Discussion in 'Wall St. News' started by Maverick74, Apr 1, 2014.

  1. Maverick74

    Maverick74

  2. so what do you think about the cable which "slows" down the market at the iex exchange interesting concept, not sure if it is genius or a step backwards?
     
  3. achilles28

    achilles28

    I don't understand how IEX is able to identify HFT'ers before a trade is placed, and then route orders through the wire? I thought IEX was a 'HFT free' exchange? So why use the wire?
     
  4. its all in this lengthy ass article, they essentially put a giant cable in a box to slow down access, the idea being that it puts a buyer on equal footing with a high frequency firm.
    They have introduced a 350 millisecond delay into their system. To me its the idea that if you are looking at 300,000 shares offered on GM that if you want to buy them the quote won't disappear. This seems to be the main gripe about HFT is the order canceling or vanishing liquidity. If you are a buy side firm this could be an advantage, that said if you are buying 300,000 GM for a sleepy mutual fund what's the difference between this and parking a fill or kill limit order on an exchange?

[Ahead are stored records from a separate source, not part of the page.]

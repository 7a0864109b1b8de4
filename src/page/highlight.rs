//! Debug highlighting
//!
//! Paints touched elements so a headed run shows what the suite is doing.
//! Never fails the caller.

use crate::driver::{Driver, Locator, StyleOverride};
use crate::error::{Result, UiError};

pub fn highlight_style() -> StyleOverride {
    StyleOverride {
        background_color: "yellow".to_string(),
        border: "2px solid red".to_string(),
        color: "blue".to_string(),
    }
}

/// Apply the highlight style; errors when nothing could be styled.
pub async fn try_highlight(driver: &dyn Driver, locator: &Locator) -> Result<usize> {
    match driver.apply_style(locator, &highlight_style()).await {
        Ok(0) => Err(UiError::Highlight(format!("no element matches {}", locator))),
        Ok(styled) => Ok(styled),
        Err(UiError::Highlight(message)) => Err(UiError::Highlight(message)),
        Err(other) => Err(UiError::Highlight(other.to_string())),
    }
}

/// Fire-and-forget variant: failures are logged at warn level and dropped.
pub async fn highlight(driver: &dyn Driver, locator: &Locator) {
    match try_highlight(driver, locator).await {
        Ok(styled) => log::debug!("Highlighted {} element(s) for {}", styled, locator),
        Err(e) => log::warn!("Could not highlight {}: {}", locator, e),
    }
}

    http://www.nytimes.com/2014/04/06/magazine/flash-boys-michael-lewis.html
     
  5. I don't think it's too hard. Based on the cable length traveled on the traditional route, IEX should be able to calculate what the latency of that order should be (how long it should take to get to the exchange). If an order arrives at the exchange faster than the proposed latency, an assumption can be made that it didn't take the traditional route and somehow took a shortcut. In that situation, the order gets the fiber loop treatment and slows it down.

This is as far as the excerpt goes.